- Так мы не договоримся, Давид Евгеньевич… Вам дорога ваша работа, мне - моя. А таланту защита нужна, поводырь! - Додик увидел, как вдруг вспыхнули его глаза, в них мелькнул азарт охотника. - Это ерунда всё, что талант сам пробьётся! Поверьте… А вот когда перед ним открывают двери! - он смачно растянул это слово и вдруг резко оборвал себя. - А так мы в одни ворота играем.
- Я вообще не играю! - тихо произнёс Додик. - У меня на это ни охоты, ни времени.
- Зря. В нашей команде игроки сильные. Лучше с ними, чем против… и дел-то всего… у вас товарищ есть, Дрейден… - произнёс он без паузы и в том же тоне. Додик уставился в сузившиеся зрачки собеседника. - Вы с ним давно виделись?
- Недавно.
- О чём беседовали? Что обсуждали? Нам всё интересно. - Додик молчал и тупо смотрел в стол. - Сейчас не тридцать седьмой год. Времена другие. Я ж не прошу вас наговаривать на него, но знать, кто чем дышит… может, предостеречь его от неверного шага… сами понимаете.
- Нет. - Додик поднял глаза.
- А вы не спешите отказываться! - уверенно возразил Василий Иванович. - Вот повесть закончили. Печатать надо… в Союз вступать… вы не спешите… подумайте.
- Откуда вам известно про повесть, про Союз?
- Ну, Давид Евгеньевич, вы же умный человек… такие вопросы… я же говорю - не спешите. Подумайте. Я вас тут же буду ждать ровно через неделю. Только о нашем разговоре - никому! Понятно? - У него заходили желваки, но он вовремя спохватился и растянул лицо в улыбке. - До встречи.

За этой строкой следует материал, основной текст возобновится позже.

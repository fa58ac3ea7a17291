//! Property and member writes.

use std::sync::Arc;

use quire_primitives::{ElementId, PropertyValue};
use quire_schema::{
	EXTENDS_PROP, PropertyDefn, STYLE_PROP, ValueError, validate_item, validate_member_write,
	validate_value,
};
use smallvec::SmallVec;
use tracing::debug;

use super::Design;
use crate::activity::Record;
use crate::error::{AddressError, ContainmentError, ModelError, Result};
use crate::member_ref::MemberRef;
use crate::notification::Notification;

impl Design {
	/// Locally set value of `property` on `id`.
	pub fn local_value(&self, id: ElementId, property: &str) -> Result<Option<&PropertyValue>> {
		Ok(self.element(id)?.local(property))
	}

	/// Definition of `property` on the kind of `id`.
	pub fn property_defn(&self, id: ElementId, property: &str) -> Result<Arc<PropertyDefn>> {
		let el = self.element(id)?;
		self.schema()
			.property(el.kind(), property)
			.cloned()
			.ok_or_else(|| ModelError::UnknownProperty {
				kind: el.kind().to_string(),
				property: property.to_string(),
			})
	}

	/// Address of the whole property `property` on the kind of `id`.
	pub fn member_ref(&self, id: ElementId, property: &str) -> Result<MemberRef> {
		Ok(MemberRef::new(self.property_defn(id, property)?))
	}

	/// Sets (`Some`) or unsets (`None`) a property.
	///
	/// Element-typed properties hold content and are edited through their
	/// [`ContainerContext`](crate::ContainerContext) instead.
	pub fn set_property(&mut self, id: ElementId, property: &str, value: Option<PropertyValue>) -> Result<()> {
		let defn = self.property_defn(id, property)?;
		self.check_writable(id)?;
		if defn.is_element_container() {
			return Err(ContainmentError::ElementValued {
				property: defn.name.clone(),
			}
			.into());
		}
		let value = value
			.map(|v| validate_value(self.schema(), &defn, v))
			.transpose()
			.map_err(|source| value_error(id, &defn.name, source))?;
		self.run("set property", |d| d.write_property(id, &defn, value))
	}

	/// Writes through a structured address: a whole property, a structure
	/// member or a list entry. `None` unsets a property or clears a member.
	pub fn set_member(&mut self, id: ElementId, addr: &MemberRef, value: Option<PropertyValue>) -> Result<()> {
		let defn = self.addressed_property(id, addr)?;
		if addr.hops().is_empty() {
			return self.set_property(id, &defn.name, value);
		}
		let value = if addr.is_item() {
			let Some(value) = value else {
				return Err(AddressError::ClearListItem {
					path: addr.to_string(),
				}
				.into());
			};
			Some(validate_item(self.schema(), addr.leaf_defn(), value))
				.transpose()
				.map_err(|source| value_error(id, &addr.to_string(), source))?
		} else {
			let structure = addr
				.owner_struct()
				.and_then(|s| self.schema().structure(s))
				.ok_or_else(|| AddressError::NotAStructure {
					path: addr.to_string(),
					member: addr.leaf_defn().name.clone(),
				})?;
			validate_member_write(self.schema(), structure, &addr.leaf_defn().name, value)
				.map_err(|source| value_error(id, &addr.to_string(), source))?
		};

		let mut root = self.element(id)?.local(&defn.name).cloned();
		addr.set_value(&mut root, value)?;
		let root = self.revalidate(id, addr, &defn, root)?;
		self.run("set member", |d| d.write_property(id, &defn, root))
	}

	/// Inserts `item` at `index` into the list addressed by `addr`.
	pub fn insert_item(&mut self, id: ElementId, addr: &MemberRef, index: usize, item: PropertyValue) -> Result<()> {
		let defn = self.addressed_property(id, addr)?;
		let item = validate_item(self.schema(), addr.leaf_defn(), item)
			.map_err(|source| value_error(id, &format!("{addr}[{index}]"), source))?;
		let mut root = self.element(id)?.local(&defn.name).cloned();
		addr.insert_item(&mut root, index, item)?;
		let root = self.revalidate(id, addr, &defn, root)?;
		self.run("insert item", |d| d.write_property(id, &defn, root))
	}

	/// Removes the list entry addressed by `addr` and returns it.
	pub fn remove_item(&mut self, id: ElementId, addr: &MemberRef) -> Result<PropertyValue> {
		let defn = self.addressed_property(id, addr)?;
		let mut root = self.element(id)?.local(&defn.name).cloned();
		let removed = addr.remove_item(&mut root)?;
		let root = self.revalidate(id, addr, &defn, root)?;
		self.run("remove item", |d| d.write_property(id, &defn, root))?;
		Ok(removed)
	}

	/// Moves an entry of the list addressed by `addr` from `from` to `to`.
	pub fn move_item(&mut self, id: ElementId, addr: &MemberRef, from: usize, to: usize) -> Result<()> {
		let defn = self.addressed_property(id, addr)?;
		let mut root = self.element(id)?.local(&defn.name).cloned();
		addr.move_item(&mut root, from, to)?;
		let root = self.revalidate(id, addr, &defn, root)?;
		self.run("move item", |d| d.write_property(id, &defn, root))
	}

	/// Checks that `addr` belongs to the kind of `id` and is writable.
	fn addressed_property(&self, id: ElementId, addr: &MemberRef) -> Result<Arc<PropertyDefn>> {
		let defn = self.property_defn(id, addr.property_name())?;
		let theirs = addr.property();
		if !Arc::ptr_eq(theirs, &defn) && (theirs.ty != defn.ty || theirs.flags != defn.flags) {
			return Err(AddressError::ForeignProperty {
				path: addr.to_string(),
				kind: self.element(id)?.kind().to_string(),
			}
			.into());
		}
		self.check_writable(id)?;
		if defn.is_element_container() {
			return Err(ContainmentError::ElementValued {
				property: defn.name.clone(),
			}
			.into());
		}
		Ok(defn)
	}

	/// Validates the whole property value after an edit below its root.
	///
	/// Structures created along the way must still carry their required members.
	fn revalidate(
		&self,
		id: ElementId,
		addr: &MemberRef,
		defn: &PropertyDefn,
		root: Option<PropertyValue>,
	) -> Result<Option<PropertyValue>> {
		root.map(|v| validate_value(self.schema(), defn, v))
			.transpose()
			.map_err(|source| value_error(id, &addr.to_string(), source))
	}

	/// Stores a validated property value, resolving its references first.
	///
	/// Must run inside a transaction.
	pub(crate) fn write_property(
		&mut self,
		id: ElementId,
		defn: &PropertyDefn,
		value: Option<PropertyValue>,
	) -> Result<()> {
		let module = self.element(id)?.module();
		let mut value = value;
		if let Some(v) = value.as_mut() {
			self.resolve_refs(module, defn, v)?;
		}

		let is_extends = defn.name == EXTENDS_PROP;
		if (is_extends || defn.name == STYLE_PROP)
			&& let Some(target) = value
				.as_ref()
				.and_then(|v| v.as_ref_value())
				.and_then(|r| r.target)
		{
			self.check_ref_cycle(id, &defn.name, target)?;
			if is_extends && self.has_local_content(id) {
				return Err(ContainmentError::HasLocalContent { element: id }.into());
			}
		}

		if !self.store_property(id, &defn.name, value)? {
			return Ok(());
		}
		if is_extends {
			self.refresh_virtual_content(id)?;
			self.refresh_dependents(id)?;
		}
		if self.is_style(id) {
			self.broadcast_style_change(id)?;
		}
		Ok(())
	}

	/// Replaces the local value and keeps client registrations in step.
	///
	/// Returns `false` if the value was already equal.
	pub(crate) fn store_property(
		&mut self,
		id: ElementId,
		property: &str,
		value: Option<PropertyValue>,
	) -> Result<bool> {
		let old = self.element(id)?.local(property).cloned();
		if old == value {
			return Ok(false);
		}
		for target in ref_targets(old.as_ref()) {
			self.drop_client(target, id, property)?;
		}
		let added = ref_targets(value.as_ref());
		self.apply(Record::SetProperty {
			element: id,
			property: property.to_string(),
			old,
			new: value,
		})?;
		for target in added {
			self.add_client(target, id, property)?;
		}
		Ok(true)
	}

	/// Returns true if `id.property = target` passes the structural checks
	/// applied to `extends` and `style` writes.
	pub(crate) fn can_link(&self, id: ElementId, property: &str, target: ElementId) -> bool {
		match property {
			EXTENDS_PROP => {
				!self.has_local_content(id) && self.check_ref_cycle(id, property, target).is_ok()
			}
			STYLE_PROP => self.check_ref_cycle(id, property, target).is_ok(),
			_ => true,
		}
	}

	fn has_local_content(&self, id: ElementId) -> bool {
		self.graph().get(id).is_some_and(|el| {
			el.slots
				.iter()
				.flatten()
				.any(|c| self.graph().get(*c).is_some_and(|child| !child.is_virtual()))
		})
	}

	/// Returns true if `id` is of the schema's style kind.
	pub(crate) fn is_style(&self, id: ElementId) -> bool {
		let Some(style_kind) = self.schema().style_kind() else {
			return false;
		};
		self.graph()
			.get(id)
			.is_some_and(|el| self.schema().is_kind_of(el.kind(), style_kind))
	}

	/// Tells every element using the shared style `style` that it changed.
	pub(crate) fn broadcast_style_change(&mut self, style: ElementId) -> Result<()> {
		let clients: Vec<ElementId> = self
			.element(style)?
			.back_refs()
			.iter()
			.filter(|b| b.property == STYLE_PROP)
			.map(|b| b.client)
			.collect();
		debug!(style = %style, clients = clients.len(), "style change broadcast");
		for client in clients {
			self.emit(Notification::StyleChanged { client, style })?;
		}
		Ok(())
	}
}

/// Resolved targets of every reference inside `value`.
pub(crate) fn ref_targets(value: Option<&PropertyValue>) -> SmallVec<[ElementId; 4]> {
	let mut out = SmallVec::new();
	if let Some(value) = value {
		value.visit_refs(&mut |_, r| {
			if let Some(target) = r.target {
				out.push(target);
			}
		});
	}
	out
}

fn value_error(element: ElementId, member: &str, source: ValueError) -> ModelError {
	ModelError::Value {
		element,
		member: member.to_string(),
		source,
	}
}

Додик лежал на второй полке и тупо смотрел в потолок вагона. Он даже домой не зашёл. Рукопись в сумке, вся имеющаяся наличность тоже… "Кто?" Про Лёньку - это понятно… да он и сам мог проговориться, хотя… ну, когда копались у него дома, - всё же было, как он предсказал, - в записной книжке телефон нашли… но повесть? Про повесть кто знал? Лысый… Иванов… Серый… и Лёнька… всё. Дрейден отпадает… почему? Он вдруг вспыхнул - почему? Почему? Потому что если это возможно - надо повеситься… и всё - нельзя жить, никому не веря… Нельзя? Это ещё вопрос, пожалуй… пожалуй, без ответа… выясняется, писатели недаром владеют пером… они больше всех своих же угробили - писали доносы во всю силу талантов… бумаги и чернил не жалели… нет. Лёнька отпадает. Серый? По-моему, я сошёл с ума! Серый! Да… говорят же, что рак страшен метастазами… Серый… если б не Серый, меня бы давно на свете не было… Серый… он вдруг перелетел в послевоенный голодный год, в пионерский лагерь, где Серый, услышав "Жидовская морда!", брошенное в лицо Додику, неожиданно вырос между ним и толстозадым и краснорожим сыном поварихи, извергшим это, и без предупреждения ловким ударом по шее свалил его с ног. Так они познакомились в пионерском лагере возле палатки 3 отряда… а когда удрали со сбора в лес и набрели на блиндаж, и бруствер над входом обвалился у Додика под ногами… Серый успел дёрнуть его за руку и кинуть на землю. В лесу много таких ловушек осталось… стоило только толкнуть легонько дверь, и… От взрыва тогда повалилось два огромных дерева, а они бежали через чащу что было сил, чтобы их не застали там… всё ведь рядом с лагерем случилось, и на грохот немало людей прибежало.
Додик повернулся на бок и взглянул в окно… лес, лес, подступающий к полотну и, кажется, как щётками, еловыми и сосновыми лапами чистящий стёкла вагона - никакой приметы… где он, сколько ещё ехать…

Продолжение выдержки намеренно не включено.